*** PROVIDED DATA Section Begins ***

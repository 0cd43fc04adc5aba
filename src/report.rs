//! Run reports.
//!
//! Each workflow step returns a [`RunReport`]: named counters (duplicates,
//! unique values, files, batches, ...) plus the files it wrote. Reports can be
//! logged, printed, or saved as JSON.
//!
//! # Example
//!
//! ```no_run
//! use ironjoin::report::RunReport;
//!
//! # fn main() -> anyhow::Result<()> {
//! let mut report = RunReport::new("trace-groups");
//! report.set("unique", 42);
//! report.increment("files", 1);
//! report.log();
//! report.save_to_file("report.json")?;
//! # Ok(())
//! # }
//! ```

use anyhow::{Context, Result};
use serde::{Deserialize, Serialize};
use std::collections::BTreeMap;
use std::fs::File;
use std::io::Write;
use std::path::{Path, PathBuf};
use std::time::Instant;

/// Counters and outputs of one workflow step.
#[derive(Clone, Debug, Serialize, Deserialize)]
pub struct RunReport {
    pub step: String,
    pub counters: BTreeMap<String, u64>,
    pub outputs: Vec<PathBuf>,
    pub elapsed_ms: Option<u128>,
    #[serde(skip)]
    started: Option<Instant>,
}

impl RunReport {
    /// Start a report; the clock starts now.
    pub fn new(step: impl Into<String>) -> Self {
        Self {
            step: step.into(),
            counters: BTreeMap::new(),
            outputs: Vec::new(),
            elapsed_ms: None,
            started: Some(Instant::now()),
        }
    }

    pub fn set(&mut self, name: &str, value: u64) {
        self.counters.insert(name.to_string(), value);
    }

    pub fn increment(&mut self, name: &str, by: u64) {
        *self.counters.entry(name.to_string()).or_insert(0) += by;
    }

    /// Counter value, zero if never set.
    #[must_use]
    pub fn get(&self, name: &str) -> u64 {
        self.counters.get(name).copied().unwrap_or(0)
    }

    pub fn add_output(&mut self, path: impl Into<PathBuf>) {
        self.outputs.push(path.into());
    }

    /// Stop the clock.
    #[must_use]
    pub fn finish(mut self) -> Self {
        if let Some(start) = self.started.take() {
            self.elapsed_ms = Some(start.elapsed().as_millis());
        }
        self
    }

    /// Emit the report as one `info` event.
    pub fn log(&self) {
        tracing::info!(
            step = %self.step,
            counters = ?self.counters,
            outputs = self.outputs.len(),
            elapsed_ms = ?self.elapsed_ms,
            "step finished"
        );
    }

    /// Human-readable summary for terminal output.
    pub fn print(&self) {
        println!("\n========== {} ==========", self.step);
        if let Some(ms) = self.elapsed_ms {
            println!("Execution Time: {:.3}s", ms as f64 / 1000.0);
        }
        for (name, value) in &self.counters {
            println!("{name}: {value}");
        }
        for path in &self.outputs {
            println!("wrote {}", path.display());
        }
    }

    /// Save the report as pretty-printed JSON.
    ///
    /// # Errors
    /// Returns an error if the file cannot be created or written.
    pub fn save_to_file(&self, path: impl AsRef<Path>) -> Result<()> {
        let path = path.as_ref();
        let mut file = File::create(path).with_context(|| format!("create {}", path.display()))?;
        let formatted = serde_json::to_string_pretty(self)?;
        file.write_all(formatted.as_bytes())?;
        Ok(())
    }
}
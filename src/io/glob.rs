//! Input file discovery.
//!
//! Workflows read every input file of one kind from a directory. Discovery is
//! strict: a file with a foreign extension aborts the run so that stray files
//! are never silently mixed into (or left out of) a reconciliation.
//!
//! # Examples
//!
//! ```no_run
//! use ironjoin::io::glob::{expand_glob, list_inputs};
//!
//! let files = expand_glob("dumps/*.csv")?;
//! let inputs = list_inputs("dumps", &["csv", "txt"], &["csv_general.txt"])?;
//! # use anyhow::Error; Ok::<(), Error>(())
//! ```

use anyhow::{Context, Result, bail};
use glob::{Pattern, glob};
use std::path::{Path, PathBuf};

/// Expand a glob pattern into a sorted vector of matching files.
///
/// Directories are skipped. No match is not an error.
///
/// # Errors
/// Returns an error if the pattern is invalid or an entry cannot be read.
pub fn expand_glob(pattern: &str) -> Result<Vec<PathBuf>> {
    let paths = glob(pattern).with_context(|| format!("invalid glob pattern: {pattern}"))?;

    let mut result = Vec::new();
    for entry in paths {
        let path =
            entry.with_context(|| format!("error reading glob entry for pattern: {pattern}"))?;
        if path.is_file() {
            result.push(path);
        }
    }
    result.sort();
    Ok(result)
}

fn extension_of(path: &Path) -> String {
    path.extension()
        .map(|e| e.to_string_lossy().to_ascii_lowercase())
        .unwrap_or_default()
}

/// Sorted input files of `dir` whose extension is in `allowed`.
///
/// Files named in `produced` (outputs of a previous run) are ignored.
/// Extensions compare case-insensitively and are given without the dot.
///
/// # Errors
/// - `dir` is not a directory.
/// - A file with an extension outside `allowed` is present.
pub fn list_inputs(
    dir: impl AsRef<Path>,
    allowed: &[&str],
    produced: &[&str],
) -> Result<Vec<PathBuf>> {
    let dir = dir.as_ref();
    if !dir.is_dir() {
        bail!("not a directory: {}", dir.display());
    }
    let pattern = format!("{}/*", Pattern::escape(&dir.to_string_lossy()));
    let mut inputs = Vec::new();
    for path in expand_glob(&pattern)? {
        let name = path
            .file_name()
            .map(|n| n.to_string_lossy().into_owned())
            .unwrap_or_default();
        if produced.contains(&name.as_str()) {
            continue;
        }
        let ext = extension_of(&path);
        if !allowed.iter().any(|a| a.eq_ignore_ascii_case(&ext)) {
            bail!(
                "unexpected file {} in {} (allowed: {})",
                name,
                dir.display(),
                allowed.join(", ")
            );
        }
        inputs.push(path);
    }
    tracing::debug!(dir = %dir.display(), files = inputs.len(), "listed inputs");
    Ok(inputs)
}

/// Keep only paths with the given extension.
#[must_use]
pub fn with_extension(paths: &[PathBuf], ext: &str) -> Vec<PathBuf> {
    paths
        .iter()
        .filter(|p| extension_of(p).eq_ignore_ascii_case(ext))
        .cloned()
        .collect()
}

*** PROVIDED DATA Section Ends ***

INSTRUCTIONS FOR THE TASK — Wherever the word "increment" turns up in the material, copy the whole line.

TASK ANSWER —
//! report.increment("files", 1);
    pub fn increment(&mut self, name: &str, by: u64) {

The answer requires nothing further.